South of Khartoum, fuel shortage strands fleeing Sudanese

South of Khartoum, fuel shortage strands fleeing Sudanese
Passengers fleeing war-torn Sudan disembark at the Wadi Karkar bus station near the Egyptian city of Aswan/ AFP


Shaul Myke fled years ago from war-ravaged South Sudan looking for peace in Khartoum. Now she is on the run again –- six children in tow -– after Sudan's capital became a battle zone.

But with fuel in short supply and ticket prices escalating, she is stuck.

Myke and her youngsters "have been waiting under the sun for four days", she told AFP on the side of a road southeast of Khartoum.

At the entrance to Wad Madani, 200 kilometres (124 miles) from the Sudanese capital, she and dozens of other South Sudanese watch the few cars that pass.

They cannot find a way south.

With more and more residents of Khartoum fleeing the fighting, and shops and other services almost completely shut down, fuel shortages are growing worse.

Hundreds of cars and buses queue for fuel at every petrol station, no matter the price.

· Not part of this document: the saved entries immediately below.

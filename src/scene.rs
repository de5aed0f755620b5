//! Scene store: the segments on the canvas and their intersection markers.
//!
//! Segments are kept in insertion order, which is also draw order, and are
//! never reordered. Markers are kept in insertion order too, but that order
//! carries no meaning and duplicates are allowed. The interaction controller
//! appends to both on commit; the clear animation replaces segments in place
//! and flushes markers once per tick. The renderer reads both via
//! [`Scene::segments`] and [`Scene::points`].

#[cfg(test)]
#[path = "scene_test.rs"]
mod scene_test;

use crate::geometry::{Point, Segment, intersect};

/// In-memory store of segments and intersection points.
#[derive(Debug, Clone, Default)]
pub struct Scene {
    segments: Vec<Segment>,
    points: Vec<Point>,
}

impl Scene {
    /// Create an empty scene.
    #[must_use]
    pub fn new() -> Self {
        Self::default()
    }

    /// Append a segment to the end of the draw order.
    pub fn add_segment(&mut self, segment: Segment) {
        self.segments.push(segment);
    }

    /// Append an intersection marker.
    pub fn add_point(&mut self, point: Point) {
        self.points.push(point);
    }

    /// Replace the segment at `index` in place. Returns false if there is no such segment.
    pub fn replace_segment_at(&mut self, index: usize, segment: Segment) -> bool {
        let Some(slot) = self.segments.get_mut(index) else {
            return false;
        };
        *slot = segment;
        true
    }

    /// Remove every segment and every point.
    pub fn clear_all(&mut self) {
        self.segments.clear();
        self.points.clear();
    }

    /// Remove every point, keeping segments.
    pub fn clear_points(&mut self) {
        self.points.clear();
    }

    /// Intersections of `candidate` with each stored segment, in store order.
    #[must_use]
    pub fn intersections_with(&self, candidate: &Segment) -> Vec<Point> {
        self.segments
            .iter()
            .filter_map(|stored| intersect(stored, candidate))
            .collect()
    }

    #[must_use]
    pub fn segments(&self) -> &[Segment] {
        &self.segments
    }

    #[must_use]
    pub fn points(&self) -> &[Point] {
        &self.points
    }

    #[must_use]
    pub fn segment_count(&self) -> usize {
        self.segments.len()
    }

    #[must_use]
    pub fn point_count(&self) -> usize {
        self.points.len()
    }

    /// Returns `true` if the scene holds no segments and no points.
    #[must_use]
    pub fn is_empty(&self) -> bool {
        self.segments.is_empty() && self.points.is_empty()
    }
}
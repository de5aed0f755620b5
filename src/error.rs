//! Crate error type.
//!
//! Geometry, scene, input, and animation operations are total; only engine
//! construction and configuration loading can fail.

/// Errors from engine construction and configuration loading.
#[derive(Debug, thiserror::Error)]
pub enum Error {
    #[error("config parse error: {0}")]
    ConfigParse(#[from] serde_json::Error),
    #[error("invalid config: {0}")]
    InvalidConfig(String),
    #[error("canvas error: {0}")]
    Canvas(String),
}
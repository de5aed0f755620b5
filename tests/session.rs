//! End-to-end sessions driven through the public API with a recording surface.
#![allow(clippy::float_cmp)]

use linecross::config::Config;
use linecross::engine::{Action, EngineCore};
use linecross::geometry::{Point, Segment};
use linecross::input::{Button, HeldButtons, InputState};
use linecross::surface::{DrawCall, RecordingSurface};

fn pt(x: f64, y: f64) -> Point {
    Point::new(x, y)
}

/// A core whose surface sits at (8, 8) in client space, like a canvas inside a page margin.
fn session() -> (EngineCore, RecordingSurface) {
    (EngineCore::new().with_offset(pt(8.0, 8.0)), RecordingSurface::new())
}

fn client(x: f64, y: f64) -> Point {
    pt(x + 8.0, y + 8.0)
}

#[test]
fn two_click_drawing_with_drag_preview() {
    let (mut core, mut surface) = session();

    core.on_pointer_down(client(0.0, 0.0), Button::Primary, &mut surface).unwrap();
    core.on_pointer_down(client(10.0, 10.0), Button::Primary, &mut surface).unwrap();

    core.on_pointer_down(client(0.0, 10.0), Button::Primary, &mut surface).unwrap();
    let preview = core
        .on_pointer_move(client(10.0, 0.0), HeldButtons::primary(), &mut surface)
        .unwrap();
    assert_eq!(
        preview,
        vec![Action::Previewed { segment: Segment::new(0.0, 10.0, 10.0, 0.0), hits: vec![pt(5.0, 5.0)] }]
    );
    assert_eq!(core.scene.point_count(), 0);

    core.on_pointer_down(client(10.0, 0.0), Button::Primary, &mut surface).unwrap();

    assert_eq!(core.scene.segment_count(), 2);
    assert_eq!(core.scene.points(), &[pt(5.0, 5.0)]);
    assert_eq!(
        surface.frame(),
        &[
            DrawCall::Segment(Segment::new(0.0, 0.0, 10.0, 10.0)),
            DrawCall::Segment(Segment::new(0.0, 10.0, 10.0, 0.0)),
            DrawCall::Marker { center: pt(5.0, 5.0), radius: 5.0 },
        ]
    );
}

#[test]
fn dragging_off_the_canvas_commits() {
    let (mut core, mut surface) = session();
    core.on_pointer_down(client(0.0, 50.0), Button::Primary, &mut surface).unwrap();
    core.on_pointer_down(client(100.0, 50.0), Button::Primary, &mut surface).unwrap();

    core.on_pointer_down(client(50.0, 0.0), Button::Primary, &mut surface).unwrap();
    core.on_pointer_move(client(50.0, 60.0), HeldButtons::primary(), &mut surface)
        .unwrap();
    let actions = core.on_pointer_leave(client(50.0, 120.0), &mut surface).unwrap();

    assert_eq!(
        actions,
        vec![Action::PointAdded(pt(50.0, 50.0)), Action::SegmentAdded(Segment::new(50.0, 0.0, 50.0, 120.0))]
    );
    assert_eq!(core.input, InputState::Idle);
}

#[test]
fn right_click_commit_leaves_scene_unchanged() {
    let (mut core, mut surface) = session();
    core.on_pointer_down(client(0.0, 0.0), Button::Primary, &mut surface).unwrap();
    core.on_pointer_down(client(10.0, 10.0), Button::Primary, &mut surface).unwrap();

    core.on_pointer_down(client(0.0, 10.0), Button::Primary, &mut surface).unwrap();
    core.on_pointer_down(client(10.0, 0.0), Button::Secondary, &mut surface).unwrap();

    assert_eq!(core.scene.segment_count(), 1);
    assert_eq!(core.scene.point_count(), 0);
    assert_eq!(core.input, InputState::Idle);
}

#[test]
fn clear_animation_shrinks_then_empties() {
    let (mut core, mut surface) = session();
    core.on_pointer_down(client(0.0, 0.0), Button::Primary, &mut surface).unwrap();
    core.on_pointer_down(client(200.0, 200.0), Button::Primary, &mut surface).unwrap();
    core.on_pointer_down(client(0.0, 200.0), Button::Primary, &mut surface).unwrap();
    core.on_pointer_down(client(200.0, 0.0), Button::Primary, &mut surface).unwrap();
    assert_eq!(core.scene.points(), &[pt(100.0, 100.0)]);

    assert_eq!(core.start_clear(), vec![Action::ClearStarted]);
    assert_eq!(core.start_clear(), vec![Action::ClearIgnored]);

    core.advance_clear(100, &mut surface).unwrap();
    assert_eq!(
        core.scene.segments(),
        &[Segment::new(10.0, 10.0, 190.0, 190.0), Segment::new(10.0, 190.0, 190.0, 10.0)]
    );
    // Markers are recomputed per tick and flushed once drawn.
    assert_eq!(core.scene.point_count(), 0);
    assert_eq!(surface.frame_markers(), vec![pt(100.0, 100.0), pt(100.0, 100.0)]);

    let actions = core.advance_clear(2900, &mut surface).unwrap();
    assert_eq!(actions, vec![Action::ClearFinished]);
    assert!(core.scene.is_empty());
    assert!(surface.frame().is_empty());

    // A fresh clear is accepted once the previous run is over.
    assert_eq!(core.start_clear(), vec![Action::ClearStarted]);
}

#[test]
fn json_config_drives_style_and_timing() {
    let config = Config::from_json(
        r#"{ "style": { "marker_radius": 3.0 }, "clear": { "tick_ms": 50, "duration_ms": 500 } }"#,
    )
    .unwrap();
    let mut core = EngineCore::with_config(config);
    let mut surface = RecordingSurface::new();

    core.on_pointer_down(pt(0.0, 0.0), Button::Primary, &mut surface).unwrap();
    core.on_pointer_down(pt(10.0, 10.0), Button::Primary, &mut surface).unwrap();
    core.on_pointer_down(pt(0.0, 10.0), Button::Primary, &mut surface).unwrap();
    core.on_pointer_down(pt(10.0, 0.0), Button::Primary, &mut surface).unwrap();
    assert!(surface.frame().contains(&DrawCall::Marker { center: pt(5.0, 5.0), radius: 3.0 }));

    core.start_clear();
    assert!(core.advance_clear(499, &mut surface).unwrap().is_empty());
    assert_eq!(core.advance_clear(1, &mut surface).unwrap(), vec![Action::ClearFinished]);
}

"A gallon of petrol now costs 25,000 pounds (around $42) on the black market," bus driver Baraa Abdellatif told AFP at one filling station. That price was more than eight times what it was before Sudan's rival generals began their war on April 15.

At other stations the price could be even higher. The Norwegian Refugee Council cited up to 40,000 pounds a gallon (4.5 litres).

The queue had left Abdelrahman Hussein waiting by his car "for 48 hours" under the blazing sun.

"I'm trying to join my family in Sennar", 100 kilometres further down the road, he said.

- 'Days of terror' -

Soaring fuel prices -- and an exodus of residents desperate to escape the violence -- have pushed bus ticket prices up as well, in a country with triple-digit inflation and a 65 percent poverty rate, according to officials, even before the war.

A United Nations report on Monday cited "reports of rapidly rising transport costs, making it increasingly difficult for people to leave conflict-affected areas. Cash is scarce and hard to access."

"I just need to find a way south to Kosti," the last major town before the South Sudanese border, Myke said. Her children and what luggage she could carry out of the city were scattered around her.

Like Myke, many of the 800,000 South Sudanese refugees in Sudan have been forced to turn back towards the south, in fear of the fighting which has claimed at least 459 lives, according to the UN.

Driven by the same despair, Fawzia Abdelrahim took her family of five to Wad Madani, where she knew no one.

"We don't have any relatives here, but fortunately the neighbourhood residents opened up a school for us," she told AFP.

Ten families, including that of Al-Amin Mohammed, now spend the night in the school.

"Even sleeping on the ground, we're much better off than the days of terror we lived through," he said.

Like many of Khartoum's five million people, Mohammed's family lived without food, water or electricity through air strikes, artillery fire and the constant fear that gunfire could shatter a window and hit one of them.

- Shot outside his home -

In Wad Madani, they were struck to see life continuing normally: stores were open, people sold tea on the street and no guns were in sight. Even the traffic police had disappeared.

Most importantly, hospitals were still functioning -- unlike in Khartoum and other battle-scarred areas, where three-quarters of hospitals are "out of service", according to the doctors' union.

Maher Ahmed, an emergency doctor at the city's main hospital, told AFP they have encountered a stream of gunshot wounds and dialysis patients from Khartoum, where hospitals still operational can only offer emergency services.

Khartoum resident Al-Rih Mohammed waited in the hospital "for a surgery to remove a bullet from my foot", he told AFP, after he was caught in the crossfire "right in front of my house in eastern Khartoum."

With the worst of the fighting happening in densely-populated residential areas, medics have repeatedly warned that the number of those killed and injured is far higher than official figures --the streets of Khartoum still littered with the rotting bodies of those caught in the crossfire.